▸ DATASET CONTENT
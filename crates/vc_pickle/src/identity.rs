//! Object identity tracking for one top-level call.
//!
//! Ids are handed out in discovery order on both sides. As long as the writer
//! and the reader discover shared objects in the same order, a back-reference
//! always names an id the reader has already allocated.

use core::any::Any;
use core::fmt;
use std::rc::Rc;

use crate::error::PickleError;
use crate::hash::{KeyMap, key_map};
use crate::info::TypeDescriptor;

// -----------------------------------------------------------------------------
// ObjectId

/// The id of a shared object within one encoding.
#[derive(Debug, Clone, Copy, PartialEq, Eq, PartialOrd, Ord, Hash)]
pub struct ObjectId(u32);

impl ObjectId {
    #[inline]
    pub const fn new(id: u32) -> Self {
        Self(id)
    }

    #[inline]
    pub const fn get(self) -> u32 {
        self.0
    }

    #[inline]
    const fn index(self) -> usize {
        self.0 as usize
    }

    fn from_index(index: usize) -> Result<Self, PickleError> {
        u32::try_from(index)
            .map(Self)
            .map_err(|_| PickleError::Encode("too many shared objects".into()))
    }
}

impl fmt::Display for ObjectId {
    fn fmt(&self, f: &mut fmt::Formatter<'_>) -> fmt::Result {
        write!(f, "#{}", self.0)
    }
}

// -----------------------------------------------------------------------------
// WriteRegistry

/// Maps shared allocations to the ids assigned while writing.
///
/// Every registered handle is kept alive until the registry is dropped, so an
/// address is never reused by a different object during the call.
pub struct WriteRegistry {
    ids: KeyMap<usize, ObjectId>,
    anchors: Vec<Box<dyn Any>>,
}

impl Default for WriteRegistry {
    #[inline]
    fn default() -> Self {
        Self::new()
    }
}

impl WriteRegistry {
    #[inline]
    pub fn new() -> Self {
        Self {
            ids: key_map(),
            anchors: Vec::new(),
        }
    }

    /// The id of an already seen object, `None` if it is unseen.
    #[inline]
    pub fn lookup(&self, address: usize) -> Option<ObjectId> {
        self.ids.get(&address).copied()
    }

    /// Assigns the next id to an object, or returns the one it already has.
    pub fn assign(&mut self, address: usize, anchor: Box<dyn Any>) -> Result<ObjectId, PickleError> {
        if let Some(id) = self.lookup(address) {
            return Ok(id);
        }
        let id = ObjectId::from_index(self.anchors.len())?;
        self.ids.insert(address, id);
        self.anchors.push(anchor);
        Ok(id)
    }

    #[inline]
    pub fn len(&self) -> usize {
        self.anchors.len()
    }

    #[inline]
    pub fn is_empty(&self) -> bool {
        self.anchors.is_empty()
    }
}

impl Drop for WriteRegistry {
    fn drop(&mut self) {
        log::trace!("releasing write registry with {} objects", self.anchors.len());
    }
}

// -----------------------------------------------------------------------------
// ReadRegistry

type Registered = (Rc<dyn Any>, &'static TypeDescriptor);

/// Maps ids to the objects constructed while reading.
///
/// An id is allocated by [`preregister`](Self::preregister) before the
/// object's fields are read and filled by [`register`](Self::register) as soon
/// as an instance exists, possibly before its fields are complete.
#[derive(Default)]
pub struct ReadRegistry {
    objects: Vec<Option<Registered>>,
}

impl ReadRegistry {
    #[inline]
    pub fn new() -> Self {
        Self::default()
    }

    /// Allocates the next id.
    pub fn preregister(&mut self) -> Result<ObjectId, PickleError> {
        let id = ObjectId::from_index(self.objects.len())?;
        self.objects.push(None);
        Ok(id)
    }

    /// Binds an instance to a preregistered id.
    pub fn register(
        &mut self,
        id: ObjectId,
        object: Rc<dyn Any>,
        descriptor: &'static TypeDescriptor,
    ) -> Result<(), PickleError> {
        match self.objects.get_mut(id.index()) {
            Some(slot) => {
                *slot = Some((object, descriptor));
                Ok(())
            }
            None => Err(PickleError::Decode(format!("object {id} was never allocated"))),
        }
    }

    /// The object registered under `id`, with its concrete descriptor.
    pub fn resolve(&self, id: ObjectId) -> Result<(Rc<dyn Any>, &'static TypeDescriptor), PickleError> {
        match self.objects.get(id.index()) {
            Some(Some((object, descriptor))) => Ok((Rc::clone(object), *descriptor)),
            Some(None) => Err(PickleError::UnresolvedReference(id)),
            None => Err(PickleError::Decode(format!(
                "back-reference to unknown object {id}"
            ))),
        }
    }

    #[inline]
    pub fn len(&self) -> usize {
        self.objects.len()
    }

    #[inline]
    pub fn is_empty(&self) -> bool {
        self.objects.is_empty()
    }
}

impl Drop for ReadRegistry {
    fn drop(&mut self) {
        log::trace!("releasing read registry with {} objects", self.objects.len());
    }
}
impl<'r> WriteContext<'r> {
    pub fn new(registry: &'r CodecRegistry, options: PickleOptions) -> Self {
        Self {
            registry,
            options,
            identity: WriteRegistry::new(),
            depth: 0,
        }
    }

    #[inline]
    pub fn registry(&self) -> &'r CodecRegistry {
        self.registry
    }

    #[inline]
    pub fn options(&self) -> &PickleOptions {
        &self.options
    }

    #[inline]
    pub fn identity(&self) -> &WriteRegistry {
        &self.identity
    }

    /// Writes `value` at a position of type `declared`.
    pub fn write_value(
        &mut self,
        builder: &mut dyn Builder,
        declared: &'static TypeDescriptor,
        value: &dyn Reflect,
    ) -> Result<(), PickleError> {
        if self.depth >= self.options.max_depth {
            return Err(PickleError::DepthLimit(self.options.max_depth));
        }
        self.depth += 1;
        let result = self.write_declared(builder, declared, value);
        self.depth -= 1;
        result
    }

    fn write_declared(
        &mut self,
        builder: &mut dyn Builder,
        declared: &'static TypeDescriptor,
        value: &dyn Reflect,
    ) -> Result<(), PickleError> {
        match declared.kind() {
            TypeKind::Never => Err(PickleError::UnsupportedType(declared.tag().into())),
            TypeKind::Nullable(info) => match value.reflect_ref() {
                ReflectRef::Nullable(None) => {
                    builder.hint_tag(NULL_TAG);
                    builder.begin_entry(Entry::Null)?;
                    builder.end_entry()
                }
                ReflectRef::Nullable(Some(inner)) => {
                    self.write_present(builder, info.inner(), inner, Elision::Dynamic)
                }
                _ => Err(mismatch(declared, value)),
            },
            _ => self.write_present(builder, declared, value, Elision::Static),
        }
    }

    fn write_present(
        &mut self,
        builder: &mut dyn Builder,
        declared: &'static TypeDescriptor,
        value: &dyn Reflect,
        elision: Elision,
    ) -> Result<(), PickleError> {
        match declared.kind() {
            TypeKind::Shared(info) => self.write_shared(builder, info.target(), value, elision),
            TypeKind::Never => Err(PickleError::UnsupportedType(declared.tag().into())),
            _ => {
                let runtime = value.represented_descriptor();
                if runtime.type_id() != declared.type_id() {
                    return Err(mismatch(declared, value));
                }
                let codec = self.registry.codec(declared)?;
                hint_type(builder, declared, runtime, elision);
                codec.write(self, builder, value)
            }
        }
    }

    fn write_shared(
        &mut self,
        builder: &mut dyn Builder,
        target: &'static TypeDescriptor,
        value: &dyn Reflect,
        elision: Elision,
    ) -> Result<(), PickleError> {
        let ReflectRef::Shared(handle) = value.reflect_ref() else {
            return Err(mismatch(target, value));
        };
        let sharing = self.options.sharing.is_enabled();
        let address = handle.address();
        if sharing && let Some(id) = self.identity.lookup(address) {
            builder.hint_tag(REF_TAG);
            builder.begin_entry(Entry::BackRef(id))?;
            return builder.end_entry();
        }

        handle.with_target(&mut |object: &dyn Reflect| {
            let runtime = object.represented_descriptor();
            let (codec, owner) = self.write_codec(target, runtime)?;
            if sharing && owner.shares_identity() {
                let id = self.identity.assign(address, handle.anchor())?;
                builder.hint_oid(id);
            }
            hint_type(builder, target, runtime, elision);
            codec.write(self, builder, object)
        })
    }

    /// The codec for `runtime` at a `target` position, and the type whose
    /// sharing flag decides if the value gets an id.
    fn write_codec(
        &self,
        target: &'static TypeDescriptor,
        runtime: &'static TypeDescriptor,
    ) -> Result<(Arc<Codec>, &'static TypeDescriptor), PickleError> {
        if let Some(codec) = abstract_codec(self.registry, target) {
            return Ok((codec, target));
        }
        let concrete = match target.hierarchy() {
            Hierarchy::Final => {
                if runtime.type_id() != target.type_id() {
                    return Err(PickleError::mismatch(target.tag(), runtime.tag()));
                }
                runtime
            }
            Hierarchy::Open(_) => self
                .registry
                .dispatch_table(target)
                .case_for_type(runtime.type_id())
                .map_or(runtime, DispatchCase::descriptor),
            Hierarchy::Unbounded => runtime,
        };
        Ok((self.registry.codec(concrete)?, runtime))
    }
}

▸ WORK REQUEST
Your task is to copy each line from the material above that includes the word "reader".

▸ OUTPUT OF THE EXERCISE
//! and the reader discover shared objects in the same order, a back-reference
//! always names an id the reader has already allocated.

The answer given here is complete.